Medtronic Inc., the world’s largest medical-device maker, got a mixed ruling in its appeal of a $7.4 million verdict won by Synthes Inc. over a patent for spinal discs.
The U.S. Court of Appeals for the Federal Circuit in Washington yesterday upheld findings that two Medtronic products infringed a Synthes patent, while saying there was no violation related to a third device. Part of the damage award against Medtronic was vacated and the case was sent back to a lower court for recalculation of what Synthes is owed.
Synthes, the world’s biggest maker of bone-related devices, claimed Medtronic infringed a patent related to an implant used to replace degenerative or diseased spinal discs. Its 2007 lawsuit targeted Medtronic’s Maverick, A-Maverick and O-Maverick implants.
In dispute was patent 6,936,071, issued in August 2005.
A jury in 2008 awarded $5.7 million as compensation for profit lost by a Synthes unit, and said Medtronic also should pay an 18 percent royalty on $9.1 million in sales of its three implants.
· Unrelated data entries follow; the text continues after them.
use std::fs;
use std::path::Path;

use fxbt_core::indicators::Metric;
use fxbt_core::manager::MetricsManager;
use fxbt_core::pipeline::{DefaultExitDistances, SymbolPipeline};
use fxbt_core::predicates::{Predicate, PredicateList};
use fxbt_core::registry::{build_engine, build_metric, EngineParams, MetricParams};
use serde::Deserialize;

use crate::error::ConfigLoadError;

/// One symbol's full run configuration: the same YAML shape the teacher's
/// config layer would hand to a registry, but driving `fxbt_core`'s
/// `MetricParams`/`EngineParams` instead.
#[derive(Debug, Clone, Deserialize)]
pub struct SymbolConfig {
    pub name: String,
    pub pip_size: f64,
    #[serde(default)]
    pub warmup_seconds: f64,
    #[serde(default)]
    pub timeout_seconds: f64,
    #[serde(default)]
    pub default_tp_pips: f64,
    #[serde(default)]
    pub default_sl_pips: f64,
    pub metrics: Vec<MetricParams>,
    pub engine: EngineParams,
    #[serde(default)]
    pub entry_predicates: Vec<Predicate>,
    #[serde(default)]
    pub exit_predicates: Vec<Predicate>,
}

/// A full run: a list of per-symbol configs, indexed by position to assign
/// `symbol_id`s (position 0 is `symbol_id` 0, and so on).
#[derive(Debug, Clone, Deserialize)]
pub struct RunConfig {
    pub symbols: Vec<SymbolConfig>,
}

impl RunConfig {
    pub fn load(path: impl AsRef<Path>) -> Result<Self, ConfigLoadError> {
        let text = fs::read_to_string(path)?;
        let config: RunConfig = serde_yaml::from_str(&text)?;
        Ok(config)
    }

    pub fn symbol_id_for(&self, name: &str) -> Option<u32> {
        self.symbols
            .iter()
            .position(|s| s.name == name)
            .map(|i| i as u32)
    }

    pub fn symbol_name(&self, symbol_id: u32) -> Option<&str> {
        self.symbols
            .get(symbol_id as usize)
            .map(|s| s.name.as_str())
    }

    /// Builds the `symbol_id`'th symbol's pipeline, validating every metric
    /// and the engine through the registry's constructors.
    pub fn build_pipeline(&self, symbol_id: u32) -> Result<SymbolPipeline, ConfigLoadError> {
        let cfg = self.symbols.get(symbol_id as usize).ok_or_else(|| {
            ConfigLoadError::UnknownSymbol(format!("no symbol config at index {symbol_id}"))
        })?;

        let metrics: Vec<Box<dyn Metric>> = cfg
            .metrics
            .iter()
            .map(build_metric)
            .collect::<Result<_, _>>()?;
        let engine = build_engine(&cfg.engine)?;

        let default_exits = DefaultExitDistances {
            tp_pips: cfg.default_tp_pips,
            sl_pips: cfg.default_sl_pips,
        };

        Ok(SymbolPipeline::new(
            symbol_id,
            cfg.pip_size,
            cfg.warmup_seconds,
            cfg.timeout_seconds,
            default_exits,
            MetricsManager::new(metrics),
            PredicateList::new(cfg.entry_predicates.clone()),
            PredicateList::new(cfg.exit_predicates.clone()),
            engine,
        ))
    }
}

#[cfg(test)]
mod tests {
    use super::*;

    const MINIMAL_YAML: &str = r#"
symbols:
  - name: EURUSD
    pip_size: 0.0001
    warmup_seconds: 0
    timeout_seconds: 600
    engine:
      type: stub
    metrics:
      - type: ewma
        name: fast
        tau: 10.0
        price_field: mid
      - type: threshold_reversion
        name: reversion
        pip_size: 0.0001
        threshold_pips: 10.0
        tp_pips: 6.0
        sl_pips: 6.0
        min_recency_seconds: 0
        lookback_seconds: 60
"#;

    #[test]
    fn loads_and_builds_a_pipeline() {
        let config: RunConfig = serde_yaml::from_str(MINIMAL_YAML).unwrap();
        assert_eq!(config.symbol_id_for("EURUSD"), Some(0));
        let pipeline = config.build_pipeline(0).unwrap();
        assert!(pipeline.trades().is_empty());
    }

    #[test]
    fn unknown_symbol_id_is_an_error() {
        let config: RunConfig = serde_yaml::from_str(MINIMAL_YAML).unwrap();
        assert!(config.build_pipeline(7).is_err());
    }

    #[test]
    fn invalid_metric_params_surface_as_config_load_error() {
        let yaml = r#"
symbols:
  - name: EURUSD
    pip_size: 0.0001
    engine:
      type: stub
    metrics:
      - type: ewma
        name: fast
        tau: -1.0
        price_field: mid
"#;
        let config: RunConfig = serde_yaml::from_str(yaml).unwrap();
        assert!(matches!(
            config.build_pipeline(0),
            Err(ConfigLoadError::Core(_))
        ));
    }
}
In yesterday’s ruling, the Federal Circuit said Synthes wasn’t entitled to lost profits because the unit that makes a product that competes directly with Maverick discs wasn’t a party to the case. The appeals court also said O-Maverick doesn’t infringe the patent.
The court in addition upheld the validity of the patent and said an order Synthes had won to ban sales of products that infringe the patent can’t be applied to overseas sales.
Officials with West Chester, Pennsylvania-based Synthes and Minneapolis-based Medtronic didn’t immediately return messages seeking comment.
The case is Spine Solutions Inc. v. Medtronic Sofamor Danek USA Inc., 2009-1538, U.S. Court of Appeals for the Federal Circuit (Washington). The lower case is Spine Solutions Inc. v. Medtronic Sofamor Danek Inc., 07cv2175, U.S. District Court, Western District of Tennessee (Memphis).
Medicines Co. Angiomax Ruling Won’t Be Appealed by Government
Medicines Co.’s court victory to extend its patent term for anticoagulant Angiomax won’t be appealed by the U.S. government, the nation’s solicitor general said.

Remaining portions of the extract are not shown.